■ **WORK REQUEST**
How many lines below include the string "format"? State the number alone.

■ **DATA RECORDS**
※
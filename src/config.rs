use serde::Deserialize;
use std::env;
use std::fs;
use std::path::Path;

use crate::error::{AppError, Result};

const DEFAULT_CONFIG_PATH: &str = "config.toml";

/// Signing key used when none is configured. Only accepted in development and test.
pub const DEV_JWT_SECRET: &str = "proof-dev-secret-change-me-in-production";

#[derive(Debug, Clone, Deserialize, Default)]
#[serde(default)]
pub struct Config {
    pub environment: String,
    pub server: ServerConfig,
    pub database: DatabaseConfig,
    pub auth: AuthConfig,
    pub logging: LoggingConfig,
}

#[derive(Debug, Clone, Deserialize)]
#[serde(default)]
pub struct ServerConfig {
    pub host: String,
    pub port: u16,
    /// Empty means any origin.
    pub cors_origins: Vec<String>,
    /// Base URL used when building published portfolio links.
    pub public_base_url: String,
}

impl Default for ServerConfig {
    fn default() -> Self {
        Self {
            host: "0.0.0.0".to_string(),
            port: 8000,
            cors_origins: Vec::new(),
            public_base_url: "http://localhost:3000".to_string(),
        }
    }
}

#[derive(Debug, Clone, Copy, Deserialize, PartialEq, Eq, Default)]
#[serde(rename_all = "lowercase")]
pub enum DatabaseBackend {
    #[default]
    Supabase,
    Memory,
}

#[derive(Debug, Clone, Deserialize, Default)]
#[serde(default)]
pub struct DatabaseConfig {
    pub backend: DatabaseBackend,
    pub supabase_url: Option<String>,
    pub supabase_key: Option<String>,
    /// Overrides the default request timeout for the PostgREST client.
    pub timeout_seconds: Option<u64>,
}

#[derive(Debug, Clone, Deserialize)]
#[serde(default)]
pub struct AuthConfig {
    pub jwt_secret: String,
    pub access_token_minutes: i64,
    pub refresh_token_days: i64,
    /// Accept the `x-user-id` header forwarded by the frontend proxy.
    pub trust_user_id_header: bool,
}

impl Default for AuthConfig {
    fn default() -> Self {
        Self {
            jwt_secret: DEV_JWT_SECRET.to_string(),
            access_token_minutes: 30,
            refresh_token_days: 7,
            trust_user_id_header: true,
        }
    }
}

#[derive(Debug, Clone, Deserialize)]
#[serde(default)]
pub struct LoggingConfig {
    pub directory: String,
    pub file_prefix: String,
    pub default_directive: String,
}

impl Default for LoggingConfig {
    fn default() -> Self {
        Self {
            directory: "logs".to_string(),
            file_prefix: "proof-api.log".to_string(),
            default_directive: "proof_api=info,proof=info".to_string(),
        }
    }
}

impl Config {
    /// Loads `.env`, then the TOML file named by `PROOF_CONFIG` (or `config.toml`),
    /// then applies environment overrides. A missing file falls back to defaults.
    pub fn load() -> Result<Self> {
        dotenv::dotenv().ok();
        let path = env::var("PROOF_CONFIG").unwrap_or_else(|_| DEFAULT_CONFIG_PATH.to_string());
        let mut config = if Path::new(&path).exists() {
            Self::from_file(&path)?
        } else {
            Config::default()
        };
        config.apply_env();
        config.validate()?;
        Ok(config)
    }

    pub fn from_file(path: impl AsRef<Path>) -> Result<Self> {
        let path = path.as_ref();
        let content = fs::read_to_string(path).map_err(|e| {
            AppError::Config(format!(
                "Failed to read config file '{}': {}",
                path.display(),
                e
            ))
        })?;
        let config: Config = toml::from_str(&content)?;
        Ok(config)
    }

    /// In-memory configuration used by tests and local demos.
    pub fn for_memory() -> Self {
        let mut config = Config::default();
        config.environment = "test".to_string();
        config.database.backend = DatabaseBackend::Memory;
        config
    }

    fn apply_env(&mut self) {
        if let Ok(v) = env::var("ENVIRONMENT") {
            self.environment = v;
        }
        if let Ok(v) = env::var("HOST") {
            self.server.host = v;
        }
        if let Some(port) = env::var("PORT").ok().and_then(|p| p.parse().ok()) {
            self.server.port = port;
        }
        if let Ok(v) = env::var("CORS_ORIGINS") {
            self.server.cors_origins = v
                .split(',')
                .map(|s| s.trim().to_string())
                .filter(|s| !s.is_empty())
                .collect();
        }
        if let Ok(v) = env::var("PUBLIC_BASE_URL") {
            self.server.public_base_url = v;
        }
        if let Ok(v) = env::var("DATABASE_BACKEND") {
            match v.to_ascii_lowercase().as_str() {
                "memory" => self.database.backend = DatabaseBackend::Memory,
                "supabase" => self.database.backend = DatabaseBackend::Supabase,
                other => tracing::warn!("Unknown DATABASE_BACKEND '{}', keeping configured value", other),
            }
        }
        if let Ok(v) = env::var("SUPABASE_URL") {
            self.database.supabase_url = Some(v);
        }
        if let Ok(v) = env::var("SUPABASE_SERVICE_KEY").or_else(|_| env::var("SUPABASE_KEY")) {
            self.database.supabase_key = Some(v);
        }
        if let Ok(v) = env::var("JWT_SECRET") {
            self.auth.jwt_secret = v;
        }
        if let Ok(v) = env::var("TRUST_USER_ID_HEADER") {
            self.auth.trust_user_id_header = matches!(v.as_str(), "1" | "true" | "yes");
        }
        if self.environment.is_empty() {
            self.environment = "development".to_string();
        }
    }

    fn validate(&self) -> Result<()> {
        if self.database.backend == DatabaseBackend::Supabase {
            if self.database.supabase_url.as_deref().unwrap_or("").is_empty() {
                return Err(AppError::Config("SUPABASE_URL is not set".to_string()));
            }
            if self.database.supabase_key.as_deref().unwrap_or("").is_empty() {
                return Err(AppError::Config("SUPABASE_SERVICE_KEY is not set".to_string()));
            }
        }
        if self.auth.jwt_secret.is_empty() {
            return Err(AppError::Config("JWT_SECRET must not be empty".to_string()));
        }
        let local = matches!(self.environment.as_str(), "" | "development" | "test");
        if !local && self.auth.jwt_secret == DEV_JWT_SECRET {
            return Err(AppError::Config(format!(
                "JWT_SECRET must be set in the '{}' environment",
                self.environment
            )));
        }
        Ok(())
    }
}

#[cfg(test)]
mod tests {
    use super::*;
    use std::io::Write;

    #[test]
    fn parses_partial_toml_with_defaults() {
        let mut file = tempfile::NamedTempFile::new().unwrap();
        writeln!(
            file,
            r#"
environment = "staging"

[server]
port = 9000

[database]
backend = "memory"
"#
        )
        .unwrap();

        let config = Config::from_file(file.path()).unwrap();
        assert_eq!(config.environment, "staging");
        assert_eq!(config.server.port, 9000);
        assert_eq!(config.server.host, "0.0.0.0");
        assert_eq!(config.database.backend, DatabaseBackend::Memory);
        assert_eq!(config.auth.access_token_minutes, 30);
        assert_eq!(config.auth.refresh_token_days, 7);
    }

    #[test]
    fn supabase_backend_requires_credentials() {
        let config = Config::default();
        assert!(matches!(config.validate(), Err(AppError::Config(_))));
    }

    #[test]
    fn memory_backend_needs_no_credentials() {
        assert!(Config::for_memory().validate().is_ok());
    }

    #[test]
    fn production_rejects_dev_jwt_secret() {
        let mut config = Config::for_memory();
        config.environment = "production".to_string();
        assert!(matches!(config.validate(), Err(AppError::Config(_))));

        config.auth.jwt_secret = "a-real-deployment-secret".to_string();
        assert!(config.validate().is_ok());

        config.environment = "development".to_string();
        config.auth.jwt_secret = DEV_JWT_SECRET.to_string();
        assert!(config.validate().is_ok());
    }

    #[test]
    fn missing_file_is_config_error() {
        let result = Config::from_file("/definitely/not/here.toml");
        assert!(matches!(result, Err(AppError::Config(_))));
    }
}
use axum::{
    response::{IntoResponse, Response},
    Json,
};
use chrono::{DateTime, Utc};
use serde::Serialize;

/// `{success, data, error}` body used by the auth, reflection and tag-suggestion routes.
#[derive(Debug, Serialize)]
pub struct Envelope<T> {
    pub success: bool,
    pub data: Option<T>,
    pub error: Option<ErrorBody>,
}

#[derive(Debug, Serialize)]
pub struct ErrorBody {
    pub code: String,
    pub message: String,
}

impl<T: Serialize> Envelope<T> {
    pub fn ok(data: T) -> Self {
        Self {
            success: true,
            data: Some(data),
            error: None,
        }
    }
}

impl<T: Serialize> IntoResponse for Envelope<T> {
    fn into_response(self) -> Response {
        Json(self).into_response()
    }
}

/// `{success, data, message, timestamp}` body used by the dashboard-era routes.
#[derive(Debug, Serialize)]
pub struct SuccessResponse<T> {
    pub success: bool,
    pub data: T,
    #[serde(skip_serializing_if = "Option::is_none")]
    pub message: Option<String>,
    pub timestamp: DateTime<Utc>,
}

impl<T: Serialize> SuccessResponse<T> {
    pub fn new(data: T) -> Self {
        Self {
            success: true,
            data,
            message: None,
            timestamp: Utc::now(),
        }
    }

    pub fn with_message(data: T, message: impl Into<String>) -> Self {
        Self {
            message: Some(message.into()),
            ..Self::new(data)
        }
    }
}

impl<T: Serialize> IntoResponse for SuccessResponse<T> {
    fn into_response(self) -> Response {
        Json(self).into_response()
    }
}

/// Handler result for the envelope family.
pub type EnvelopeResult<T> = std::result::Result<Envelope<T>, crate::error::EnvelopeError>;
※
■ **FINISHED EXERCISE**
2